In conclusione, certamente la situazione sopra descritta rappresenta una eccezionalità meteorologica. I valori osservati, sia termometrici che pluviometrici, e come conseguenza anche i valori idrometrici dei bacini fluviali e dei laghi, mostrano valori fortemente deficitari. Tali situazioni, anche se forse con minore virulenza (ad eccezione del “mitico” 2003), si stanno ripresentando con sempre maggiore frequenza negli ultimi 10-20 anni. Sul nord Italia, ad esempio, si rileva la terza grave crisi idrica in dieci anni (2006-7, 2011-12 e 2016-17). Questo dato segnala come sia in corso, e già da tempo, una modifica del clima, che si evidenzia in maniera sostanziale in un aumento considerevole delle temperature (in Italia certamente superiore ai valori di media globale) e in una diminuzione notevole delle piogge nei periodi estivi. Entrambe queste cause hanno un impatto negativo sulla disponibilità di risorsa idrica. Se si tiene poi conto che la richiesta di prelievi nel corso degli anni non è certamente diminuita, anzi al contrario è cresciuta notevolmente, il risultato di tali fattori è un aumentato rischio idrico. Problema che va assolutamente affrontato con grande impegno, attraverso l’individuazione di efficaci politiche di adattamento ai cambiamenti climatici.

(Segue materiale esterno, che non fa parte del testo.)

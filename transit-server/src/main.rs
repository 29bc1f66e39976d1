use tracing::{info, warn};
use tracing_subscriber::EnvFilter;
use tracing_subscriber::layer::SubscriberExt;
use tracing_subscriber::util::SubscriberInitExt;

use transit_server::cache::CachedSchedule;
use transit_server::config::{ServerConfig, StoreBackend};
use transit_server::schedule::ProjectionConfig;
use transit_server::store::{
    MockScheduleStore, ScheduleClient, ScheduleClientConfig, ScheduleSource,
};
use transit_server::web::{AppState, create_router};

#[tokio::main]
async fn main() {
    tracing_subscriber::registry()
        .with(EnvFilter::try_from_default_env().unwrap_or_else(|_| EnvFilter::new("info")))
        .with(tracing_subscriber::fmt::layer())
        .init();

    let config = ServerConfig::from_env().expect("Invalid configuration");

    // Create the schedule source
    let source = match &config.backend {
        StoreBackend::Http {
            base_url,
            api_key,
            timeout_secs,
            max_concurrent,
        } => {
            if api_key.is_empty() {
                warn!("SCHEDULE_API_KEY not set. Store requests will likely be rejected.");
            }
            let mut client_config = ScheduleClientConfig::new(api_key).with_base_url(base_url);
            if let Some(secs) = timeout_secs {
                client_config = client_config.with_timeout(*secs);
            }
            if let Some(n) = max_concurrent {
                client_config = client_config.with_max_concurrent(*n);
            }
            let client = ScheduleClient::new(client_config).expect("Failed to create store client");
            info!(%base_url, "reading schedules from store");
            ScheduleSource::Http(client)
        }
        StoreBackend::Mock { path } => {
            let store = MockScheduleStore::from_file(path).expect("Failed to load mock data");
            info!(path = %path.display(), "reading schedules from fixture");
            ScheduleSource::Mock(store)
        }
    };

    let schedule = CachedSchedule::new(source, &config.cache);

    // Warm the route cache. The server still starts if the store is down.
    match schedule.routes().await {
        Ok(routes) => info!(count = routes.len(), "loaded routes"),
        Err(e) => warn!(error = %e, "could not load routes at start-up"),
    }

    let state = AppState::new(schedule, ProjectionConfig::default(), config.timezone);
    let app = create_router(state, &config.static_dir);

    info!(addr = %config.bind, timezone = %config.timezone, "Kadirli transit server listening");
    info!("  GET  /health                          - Health check");
    info!("  GET  /api/routes                      - Routes and stops");
    info!("  GET  /api/routes/:id/board            - Arrivals at every stop");
    info!("  GET  /api/routes/:id/stops/:stop_id   - Arrivals at one stop");
    info!("  GET  /api/routes/:id/nearest          - Nearest stop and next bus");
    info!("  GET  /api/intercity                   - Intercity departures");

    let listener = tokio::net::TcpListener::bind(config.bind)
        .await
        .expect("Failed to bind");
    axum::serve(listener, app).await.expect("Server error");
}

Paola Pagliara 1, Carlo Cacciamani 2
1. Dipartimento della protezione civile nazionale
2. Servizio IdroMeteoClima, Arpa Emilia- Romagna


Tratto da ecoscienza 4/17

IMPRESA OGGI : Il Rapporto di Arpa Emilia-Romagna termina con le rilevazioni di giugno 2017 ma il periodo di siccità persiste ancora, in molte zone, aggravando ancor più la crisi idrica e scatenando incendi furiosi.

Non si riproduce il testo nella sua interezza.